Italia in evidenza nelle aste internazionali

L’Italia rafforza il proprio ruolo nel mercato dei fine wines, rappresentando il 51% dei vini non francesi venduti all’asta. Nel 2025 sono state aggiudicate oltre 10.000 bottiglie italiane, con una crescita del 33% nei volumi e del 37% nel valore, che si avvicina al milione di euro. Il prezzo medio si attesta a 96 euro, in lieve aumento, mentre i rossi dominano nettamente sia in termini di volumi che di valore.
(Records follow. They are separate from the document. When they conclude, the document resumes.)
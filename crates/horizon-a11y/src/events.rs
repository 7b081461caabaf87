//! Accessibility events raised on the host surface.

use crate::host::HostSurface;

/// Hover motion actions delivered by the host's pointer events.
pub mod motion {
    /// The pointer moved while hovering.
    pub const ACTION_HOVER_MOVE: i32 = 7;
    /// The pointer started hovering over the surface.
    pub const ACTION_HOVER_ENTER: i32 = 9;
    /// The pointer left the surface.
    pub const ACTION_HOVER_EXIT: i32 = 10;
}

/// An event for the host's accessibility framework.
///
/// Virtual ids follow the node-info convention: the root is
/// [`HOST_VIEW_ID`](crate::HOST_VIEW_ID).
#[derive(Debug, Clone, PartialEq, Eq)]
pub enum PlatformEvent {
    /// Content of the subtree rooted at the node changed.
    WindowContentChanged { virtual_id: i32 },
    /// The node gained input focus.
    ViewFocused { virtual_id: i32 },
    /// The node was clicked.
    ViewClicked { virtual_id: i32 },
    /// The node's text was replaced.
    TextChanged {
        virtual_id: i32,
        before: Option<String>,
        after: Option<String>,
    },
    /// The node gained accessibility focus.
    AccessibilityFocused { virtual_id: i32 },
    /// The node lost accessibility focus.
    AccessibilityFocusCleared { virtual_id: i32 },
    /// The pointer entered the node.
    HoverEnter { virtual_id: i32 },
    /// The pointer left the node.
    HoverExit { virtual_id: i32 },
}

impl PlatformEvent {
    /// The platform event type value.
    pub fn event_type(&self) -> i32 {
        match self {
            PlatformEvent::ViewClicked { .. } => 0x1,
            PlatformEvent::ViewFocused { .. } => 0x8,
            PlatformEvent::TextChanged { .. } => 0x10,
            PlatformEvent::HoverEnter { .. } => 0x80,
            PlatformEvent::HoverExit { .. } => 0x100,
            PlatformEvent::WindowContentChanged { .. } => 0x800,
            PlatformEvent::AccessibilityFocused { .. } => 0x8000,
            PlatformEvent::AccessibilityFocusCleared { .. } => 0x10000,
        }
    }

    /// The virtual id the event is about.
    pub fn virtual_id(&self) -> i32 {
        match self {
            PlatformEvent::WindowContentChanged { virtual_id }
            | PlatformEvent::ViewFocused { virtual_id }
            | PlatformEvent::ViewClicked { virtual_id }
            | PlatformEvent::TextChanged { virtual_id, .. }
            | PlatformEvent::AccessibilityFocused { virtual_id }
            | PlatformEvent::AccessibilityFocusCleared { virtual_id }
            | PlatformEvent::HoverEnter { virtual_id }
            | PlatformEvent::HoverExit { virtual_id } => *virtual_id,
        }
    }
}

/// Events collected while the tree is borrowed, raised afterwards.
///
/// Raising happens once the adapter is done with its own state, so a host
/// that re-queries from inside `send_event` sees the finished change.
#[derive(Debug, Default, Clone, PartialEq, Eq)]
#[must_use = "queued events do nothing until raised"]
pub struct QueuedEvents {
    events: Vec<PlatformEvent>,
}

impl QueuedEvents {
    pub fn new() -> Self {
        Self::default()
    }

    pub fn push(&mut self, event: PlatformEvent) {
        self.events.push(event);
    }

    pub fn is_empty(&self) -> bool {
        self.events.is_empty()
    }

    pub fn len(&self) -> usize {
        self.events.len()
    }

    /// The queued events, in the order they will be raised.
    pub fn events(&self) -> &[PlatformEvent] {
        &self.events
    }

    /// Raise every event on the host surface, in order.
    pub fn raise<H: HostSurface + ?Sized>(self, host: &H) {
        for event in &self.events {
            host.send_event(event);
        }
    }
}

impl Extend<PlatformEvent> for QueuedEvents {
    fn extend<T: IntoIterator<Item = PlatformEvent>>(&mut self, iter: T) {
        self.events.extend(iter);
    }
}

impl IntoIterator for QueuedEvents {
    type Item = PlatformEvent;
    type IntoIter = std::vec::IntoIter<PlatformEvent>;

    fn into_iter(self) -> Self::IntoIter {
        self.events.into_iter()
    }
}

#[cfg(test)]
mod tests {
    use super::*;

    #[test]
    fn test_event_types() {
        assert_eq!(PlatformEvent::ViewClicked { virtual_id: 1 }.event_type(), 1);
        assert_eq!(PlatformEvent::HoverEnter { virtual_id: 1 }.event_type(), 128);
        assert_eq!(PlatformEvent::WindowContentChanged { virtual_id: -1 }.event_type(), 2048);
        assert_eq!(
            PlatformEvent::AccessibilityFocusCleared { virtual_id: 2 }.event_type(),
            65536
        );
    }

    #[test]
    fn test_queue_keeps_order() {
        let mut queue = QueuedEvents::new();
        queue.push(PlatformEvent::HoverExit { virtual_id: 1 });
        queue.extend([PlatformEvent::HoverEnter { virtual_id: 2 }]);

        assert_eq!(queue.len(), 2);
        let ids: Vec<i32> = queue.into_iter().map(|event| event.virtual_id()).collect();
        assert_eq!(ids, vec![1, 2]);
    }
}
Le annate mature restano centrali, con il 41% delle bottiglie con oltre 20 anni, a testimonianza della fiducia dei collezionisti nelle capacità di invecchiamento dei vini italiani. Il Piemonte si conferma leader per volumi con il 60% delle bottiglie vendute, mentre la Toscana si distingue per il valore e la presenza nelle classifiche dei vini più ricercati. Tra i produttori più richiesti figurano Comm. Giovan Battista Burlotto, Giacomo Conterno, Bartolo Mascarello, Angelo Gaja e Roberto Voerzio, mentre tra le etichette più ricercate emergono realtà come Tenuta San Guido, Biondi Santi, Tenuta dell’Ornellaia e Montevertine. Da segnalare anche il ritorno di Emidio Pepe e la presenza di produttori come Giuseppe Quintarelli, Bertani e Frank Cornelissen.